■ Your goal:
Within the entries below, the lines from the one with "let second_chunk: Vec<u8>" through the one with "what was sent." are to be set down exactly, both ends kept.

■ Exercise inputs:

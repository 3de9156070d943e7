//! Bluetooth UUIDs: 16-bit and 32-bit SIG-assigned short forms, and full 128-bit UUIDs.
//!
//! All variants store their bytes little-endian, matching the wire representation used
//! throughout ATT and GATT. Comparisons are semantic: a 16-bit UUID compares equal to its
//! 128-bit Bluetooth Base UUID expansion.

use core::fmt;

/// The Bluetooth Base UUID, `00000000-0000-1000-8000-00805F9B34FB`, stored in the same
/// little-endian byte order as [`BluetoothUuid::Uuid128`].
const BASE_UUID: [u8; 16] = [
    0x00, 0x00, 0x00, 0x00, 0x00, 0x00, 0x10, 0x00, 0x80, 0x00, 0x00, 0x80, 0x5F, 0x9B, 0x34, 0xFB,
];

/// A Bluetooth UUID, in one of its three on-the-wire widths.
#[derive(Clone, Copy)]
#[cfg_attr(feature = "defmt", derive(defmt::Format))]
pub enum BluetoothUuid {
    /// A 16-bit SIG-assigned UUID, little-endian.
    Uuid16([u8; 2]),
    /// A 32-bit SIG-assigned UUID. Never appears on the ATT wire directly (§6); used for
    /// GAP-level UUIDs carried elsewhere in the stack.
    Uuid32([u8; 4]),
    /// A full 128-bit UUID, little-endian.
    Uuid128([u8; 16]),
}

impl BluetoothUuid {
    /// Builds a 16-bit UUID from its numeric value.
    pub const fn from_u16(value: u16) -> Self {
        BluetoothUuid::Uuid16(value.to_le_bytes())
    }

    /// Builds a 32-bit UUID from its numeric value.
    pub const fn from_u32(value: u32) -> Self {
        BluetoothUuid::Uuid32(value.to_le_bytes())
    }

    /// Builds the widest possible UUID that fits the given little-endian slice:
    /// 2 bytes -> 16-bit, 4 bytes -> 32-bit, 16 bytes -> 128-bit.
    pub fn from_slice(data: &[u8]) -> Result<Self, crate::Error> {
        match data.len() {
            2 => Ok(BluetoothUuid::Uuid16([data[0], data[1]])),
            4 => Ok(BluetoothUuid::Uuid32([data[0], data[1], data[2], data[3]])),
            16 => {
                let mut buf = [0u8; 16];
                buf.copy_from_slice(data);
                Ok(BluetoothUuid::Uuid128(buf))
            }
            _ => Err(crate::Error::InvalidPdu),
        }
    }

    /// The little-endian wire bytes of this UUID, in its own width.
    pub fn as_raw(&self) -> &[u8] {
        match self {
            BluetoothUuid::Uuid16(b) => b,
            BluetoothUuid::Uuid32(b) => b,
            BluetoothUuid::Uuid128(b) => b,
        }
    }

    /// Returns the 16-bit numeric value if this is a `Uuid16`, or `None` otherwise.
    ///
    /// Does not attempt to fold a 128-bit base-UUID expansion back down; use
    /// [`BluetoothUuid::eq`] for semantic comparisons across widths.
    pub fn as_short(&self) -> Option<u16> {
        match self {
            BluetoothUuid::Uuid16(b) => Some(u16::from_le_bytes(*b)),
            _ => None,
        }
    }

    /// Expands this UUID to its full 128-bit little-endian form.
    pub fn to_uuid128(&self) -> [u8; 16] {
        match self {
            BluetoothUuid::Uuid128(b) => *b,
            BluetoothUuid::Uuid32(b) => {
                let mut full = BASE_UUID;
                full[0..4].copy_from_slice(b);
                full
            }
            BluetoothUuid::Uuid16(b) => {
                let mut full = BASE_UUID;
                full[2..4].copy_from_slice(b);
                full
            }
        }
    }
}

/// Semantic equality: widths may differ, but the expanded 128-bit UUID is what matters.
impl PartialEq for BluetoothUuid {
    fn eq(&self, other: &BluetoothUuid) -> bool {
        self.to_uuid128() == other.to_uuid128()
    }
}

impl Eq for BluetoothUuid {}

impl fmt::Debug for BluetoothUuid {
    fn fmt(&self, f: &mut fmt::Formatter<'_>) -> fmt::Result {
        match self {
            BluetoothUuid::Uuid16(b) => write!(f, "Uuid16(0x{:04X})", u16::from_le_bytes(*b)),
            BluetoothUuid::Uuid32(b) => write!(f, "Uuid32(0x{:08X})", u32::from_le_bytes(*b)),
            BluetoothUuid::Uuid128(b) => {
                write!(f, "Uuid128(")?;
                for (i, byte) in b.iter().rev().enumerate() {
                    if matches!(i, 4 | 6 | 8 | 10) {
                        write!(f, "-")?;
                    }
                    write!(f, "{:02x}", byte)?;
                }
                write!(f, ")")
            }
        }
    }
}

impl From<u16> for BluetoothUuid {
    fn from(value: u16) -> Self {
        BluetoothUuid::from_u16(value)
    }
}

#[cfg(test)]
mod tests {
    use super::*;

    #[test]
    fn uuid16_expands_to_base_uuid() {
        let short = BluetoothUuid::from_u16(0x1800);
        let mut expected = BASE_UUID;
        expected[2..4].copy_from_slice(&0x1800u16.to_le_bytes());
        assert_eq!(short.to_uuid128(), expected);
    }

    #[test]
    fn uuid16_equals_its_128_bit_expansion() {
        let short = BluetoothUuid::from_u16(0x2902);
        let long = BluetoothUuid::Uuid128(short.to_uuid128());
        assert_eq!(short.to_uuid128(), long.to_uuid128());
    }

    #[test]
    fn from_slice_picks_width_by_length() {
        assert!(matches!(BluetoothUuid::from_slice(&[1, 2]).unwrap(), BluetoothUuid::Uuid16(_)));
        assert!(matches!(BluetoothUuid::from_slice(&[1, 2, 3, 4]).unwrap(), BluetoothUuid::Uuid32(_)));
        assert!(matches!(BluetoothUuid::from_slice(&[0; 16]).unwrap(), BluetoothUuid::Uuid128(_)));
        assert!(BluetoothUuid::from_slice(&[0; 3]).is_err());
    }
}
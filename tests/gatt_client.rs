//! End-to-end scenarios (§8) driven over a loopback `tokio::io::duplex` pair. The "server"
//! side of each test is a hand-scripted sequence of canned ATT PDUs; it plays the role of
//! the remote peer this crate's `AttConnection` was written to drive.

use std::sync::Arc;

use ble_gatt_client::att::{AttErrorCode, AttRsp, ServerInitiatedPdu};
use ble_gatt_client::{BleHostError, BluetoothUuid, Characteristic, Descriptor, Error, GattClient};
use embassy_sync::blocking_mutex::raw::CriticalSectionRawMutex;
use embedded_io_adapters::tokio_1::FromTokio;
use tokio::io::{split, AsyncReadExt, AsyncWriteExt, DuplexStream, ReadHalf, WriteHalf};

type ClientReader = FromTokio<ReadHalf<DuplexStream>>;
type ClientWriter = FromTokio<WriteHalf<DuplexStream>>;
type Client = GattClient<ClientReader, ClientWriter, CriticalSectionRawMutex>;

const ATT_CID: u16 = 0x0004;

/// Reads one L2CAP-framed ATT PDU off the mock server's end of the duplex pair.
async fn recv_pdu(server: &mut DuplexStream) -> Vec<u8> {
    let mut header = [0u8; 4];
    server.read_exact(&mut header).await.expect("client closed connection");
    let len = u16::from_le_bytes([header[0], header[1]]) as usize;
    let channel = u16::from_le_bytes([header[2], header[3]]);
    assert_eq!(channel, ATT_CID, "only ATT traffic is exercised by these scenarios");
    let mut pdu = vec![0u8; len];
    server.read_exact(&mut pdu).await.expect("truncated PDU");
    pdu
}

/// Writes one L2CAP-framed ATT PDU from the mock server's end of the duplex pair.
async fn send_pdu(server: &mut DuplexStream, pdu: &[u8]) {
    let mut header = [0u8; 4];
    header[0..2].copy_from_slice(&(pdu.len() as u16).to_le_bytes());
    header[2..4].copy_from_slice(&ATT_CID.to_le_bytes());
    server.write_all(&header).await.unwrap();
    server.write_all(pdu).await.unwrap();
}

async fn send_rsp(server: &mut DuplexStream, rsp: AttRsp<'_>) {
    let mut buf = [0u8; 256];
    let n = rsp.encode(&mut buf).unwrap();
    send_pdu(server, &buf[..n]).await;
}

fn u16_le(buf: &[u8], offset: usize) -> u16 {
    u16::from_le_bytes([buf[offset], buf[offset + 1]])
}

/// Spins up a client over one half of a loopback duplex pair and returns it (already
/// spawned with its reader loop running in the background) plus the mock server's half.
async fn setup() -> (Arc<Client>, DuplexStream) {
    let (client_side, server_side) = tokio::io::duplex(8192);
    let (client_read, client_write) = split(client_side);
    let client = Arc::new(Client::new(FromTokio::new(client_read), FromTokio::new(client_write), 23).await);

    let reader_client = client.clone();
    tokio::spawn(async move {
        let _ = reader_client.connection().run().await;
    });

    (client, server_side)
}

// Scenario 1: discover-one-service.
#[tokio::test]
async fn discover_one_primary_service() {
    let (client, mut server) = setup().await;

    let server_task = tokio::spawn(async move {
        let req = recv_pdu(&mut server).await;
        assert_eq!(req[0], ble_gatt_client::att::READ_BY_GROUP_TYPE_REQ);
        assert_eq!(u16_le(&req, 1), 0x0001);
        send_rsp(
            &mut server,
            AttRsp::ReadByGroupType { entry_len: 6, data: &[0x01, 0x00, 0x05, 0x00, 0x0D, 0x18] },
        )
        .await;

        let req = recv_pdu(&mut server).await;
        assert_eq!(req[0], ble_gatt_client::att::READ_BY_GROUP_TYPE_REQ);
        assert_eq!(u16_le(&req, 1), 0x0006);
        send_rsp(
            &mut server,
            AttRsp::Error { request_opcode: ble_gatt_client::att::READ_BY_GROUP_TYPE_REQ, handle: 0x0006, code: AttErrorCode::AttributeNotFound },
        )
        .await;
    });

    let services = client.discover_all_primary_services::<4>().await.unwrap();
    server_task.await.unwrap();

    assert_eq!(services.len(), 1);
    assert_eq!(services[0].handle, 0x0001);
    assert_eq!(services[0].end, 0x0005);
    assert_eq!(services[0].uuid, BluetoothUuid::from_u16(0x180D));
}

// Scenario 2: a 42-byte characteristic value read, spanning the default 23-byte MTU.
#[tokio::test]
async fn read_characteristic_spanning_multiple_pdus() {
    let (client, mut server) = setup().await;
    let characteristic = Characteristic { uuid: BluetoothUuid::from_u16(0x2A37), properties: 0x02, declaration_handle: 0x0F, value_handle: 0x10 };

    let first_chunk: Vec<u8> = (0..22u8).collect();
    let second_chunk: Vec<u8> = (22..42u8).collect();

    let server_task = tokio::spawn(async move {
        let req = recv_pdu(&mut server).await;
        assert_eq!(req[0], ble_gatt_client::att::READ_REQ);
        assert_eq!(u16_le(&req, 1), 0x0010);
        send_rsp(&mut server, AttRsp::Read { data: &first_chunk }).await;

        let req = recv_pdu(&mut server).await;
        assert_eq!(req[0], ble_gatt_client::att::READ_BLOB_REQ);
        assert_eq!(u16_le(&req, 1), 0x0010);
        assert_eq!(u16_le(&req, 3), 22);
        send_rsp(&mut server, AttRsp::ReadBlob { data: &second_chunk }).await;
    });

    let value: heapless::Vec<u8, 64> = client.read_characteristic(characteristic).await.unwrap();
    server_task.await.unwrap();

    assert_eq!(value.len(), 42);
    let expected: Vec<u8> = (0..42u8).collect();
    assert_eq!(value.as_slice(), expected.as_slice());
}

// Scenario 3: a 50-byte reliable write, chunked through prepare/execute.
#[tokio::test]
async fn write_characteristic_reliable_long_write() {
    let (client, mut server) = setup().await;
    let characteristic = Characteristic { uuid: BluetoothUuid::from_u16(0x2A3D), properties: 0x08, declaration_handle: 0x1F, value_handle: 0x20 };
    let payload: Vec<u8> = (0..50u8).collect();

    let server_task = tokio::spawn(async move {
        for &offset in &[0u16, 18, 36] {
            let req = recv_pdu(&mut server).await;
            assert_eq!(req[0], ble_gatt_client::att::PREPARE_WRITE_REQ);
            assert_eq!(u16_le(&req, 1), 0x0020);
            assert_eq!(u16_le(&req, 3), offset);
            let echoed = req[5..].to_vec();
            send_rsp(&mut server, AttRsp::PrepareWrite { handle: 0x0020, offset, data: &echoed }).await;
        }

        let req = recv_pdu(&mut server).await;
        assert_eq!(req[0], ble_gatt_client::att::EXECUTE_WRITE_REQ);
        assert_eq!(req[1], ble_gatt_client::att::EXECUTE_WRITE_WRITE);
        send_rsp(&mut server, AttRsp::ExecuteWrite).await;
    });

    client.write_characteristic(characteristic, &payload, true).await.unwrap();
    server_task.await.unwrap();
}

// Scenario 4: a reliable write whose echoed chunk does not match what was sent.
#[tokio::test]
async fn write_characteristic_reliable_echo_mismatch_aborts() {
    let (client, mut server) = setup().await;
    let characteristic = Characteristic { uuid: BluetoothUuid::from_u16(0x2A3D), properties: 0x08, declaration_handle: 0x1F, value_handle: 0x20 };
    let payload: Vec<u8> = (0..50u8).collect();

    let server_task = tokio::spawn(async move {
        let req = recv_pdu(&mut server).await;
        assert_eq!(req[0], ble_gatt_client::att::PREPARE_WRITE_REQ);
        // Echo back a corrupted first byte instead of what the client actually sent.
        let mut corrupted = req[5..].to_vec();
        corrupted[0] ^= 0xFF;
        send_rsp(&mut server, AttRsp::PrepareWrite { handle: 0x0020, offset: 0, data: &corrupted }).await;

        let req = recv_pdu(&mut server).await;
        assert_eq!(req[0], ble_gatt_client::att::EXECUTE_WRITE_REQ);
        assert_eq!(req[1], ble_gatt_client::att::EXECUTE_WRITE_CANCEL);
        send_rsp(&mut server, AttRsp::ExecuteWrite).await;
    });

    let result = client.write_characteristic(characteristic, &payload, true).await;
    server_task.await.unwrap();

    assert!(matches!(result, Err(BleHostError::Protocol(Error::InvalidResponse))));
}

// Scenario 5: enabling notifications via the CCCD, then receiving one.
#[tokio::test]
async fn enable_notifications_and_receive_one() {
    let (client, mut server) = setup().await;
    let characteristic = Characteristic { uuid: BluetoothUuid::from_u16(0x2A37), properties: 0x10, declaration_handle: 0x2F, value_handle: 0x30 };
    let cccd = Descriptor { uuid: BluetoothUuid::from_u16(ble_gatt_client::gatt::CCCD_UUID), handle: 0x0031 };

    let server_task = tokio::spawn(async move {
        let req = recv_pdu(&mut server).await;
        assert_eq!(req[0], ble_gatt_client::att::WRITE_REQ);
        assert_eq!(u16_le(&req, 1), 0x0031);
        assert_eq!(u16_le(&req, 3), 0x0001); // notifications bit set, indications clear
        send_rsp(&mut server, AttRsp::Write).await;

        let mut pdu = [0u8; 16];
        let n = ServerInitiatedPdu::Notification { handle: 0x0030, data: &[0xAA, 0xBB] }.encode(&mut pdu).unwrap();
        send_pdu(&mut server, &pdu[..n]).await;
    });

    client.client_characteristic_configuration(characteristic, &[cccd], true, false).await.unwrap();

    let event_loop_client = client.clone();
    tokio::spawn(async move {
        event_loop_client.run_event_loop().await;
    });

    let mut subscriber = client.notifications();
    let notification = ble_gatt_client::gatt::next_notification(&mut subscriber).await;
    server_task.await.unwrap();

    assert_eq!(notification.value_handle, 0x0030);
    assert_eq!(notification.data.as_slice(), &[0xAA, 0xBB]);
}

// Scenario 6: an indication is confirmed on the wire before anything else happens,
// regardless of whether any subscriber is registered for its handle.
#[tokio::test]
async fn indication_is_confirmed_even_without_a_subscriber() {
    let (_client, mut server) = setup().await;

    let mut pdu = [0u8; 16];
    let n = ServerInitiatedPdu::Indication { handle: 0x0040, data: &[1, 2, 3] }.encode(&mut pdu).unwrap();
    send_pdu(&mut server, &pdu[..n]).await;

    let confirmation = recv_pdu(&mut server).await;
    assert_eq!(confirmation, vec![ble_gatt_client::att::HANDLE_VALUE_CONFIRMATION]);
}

■ Worked solution:
    let second_chunk: Vec<u8> = (22..42u8).collect();

    let server_task = tokio::spawn(async move {
        let req = recv_pdu(&mut server).await;
        assert_eq!(req[0], ble_gatt_client::att::READ_REQ);
        assert_eq!(u16_le(&req, 1), 0x0010);
        send_rsp(&mut server, AttRsp::Read { data: &first_chunk }).await;

        let req = recv_pdu(&mut server).await;
        assert_eq!(req[0], ble_gatt_client::att::READ_BLOB_REQ);
        assert_eq!(u16_le(&req, 1), 0x0010);
        assert_eq!(u16_le(&req, 3), 22);
        send_rsp(&mut server, AttRsp::ReadBlob { data: &second_chunk }).await;
    });

    let value: heapless::Vec<u8, 64> = client.read_characteristic(characteristic).await.unwrap();
    server_task.await.unwrap();

    assert_eq!(value.len(), 42);
    let expected: Vec<u8> = (0..42u8).collect();
    assert_eq!(value.as_slice(), expected.as_slice());
}

// Scenario 3: a 50-byte reliable write, chunked through prepare/execute.
#[tokio::test]
async fn write_characteristic_reliable_long_write() {
    let (client, mut server) = setup().await;
    let characteristic = Characteristic { uuid: BluetoothUuid::from_u16(0x2A3D), properties: 0x08, declaration_handle: 0x1F, value_handle: 0x20 };
    let payload: Vec<u8> = (0..50u8).collect();

    let server_task = tokio::spawn(async move {
        for &offset in &[0u16, 18, 36] {
            let req = recv_pdu(&mut server).await;
            assert_eq!(req[0], ble_gatt_client::att::PREPARE_WRITE_REQ);
            assert_eq!(u16_le(&req, 1), 0x0020);
            assert_eq!(u16_le(&req, 3), offset);
            let echoed = req[5..].to_vec();
            send_rsp(&mut server, AttRsp::PrepareWrite { handle: 0x0020, offset, data: &echoed }).await;
        }

        let req = recv_pdu(&mut server).await;
        assert_eq!(req[0], ble_gatt_client::att::EXECUTE_WRITE_REQ);
        assert_eq!(req[1], ble_gatt_client::att::EXECUTE_WRITE_WRITE);
        send_rsp(&mut server, AttRsp::ExecuteWrite).await;
    });

    client.write_characteristic(characteristic, &payload, true).await.unwrap();
    server_task.await.unwrap();
}

// Scenario 4: a reliable write whose echoed chunk does not match what was sent.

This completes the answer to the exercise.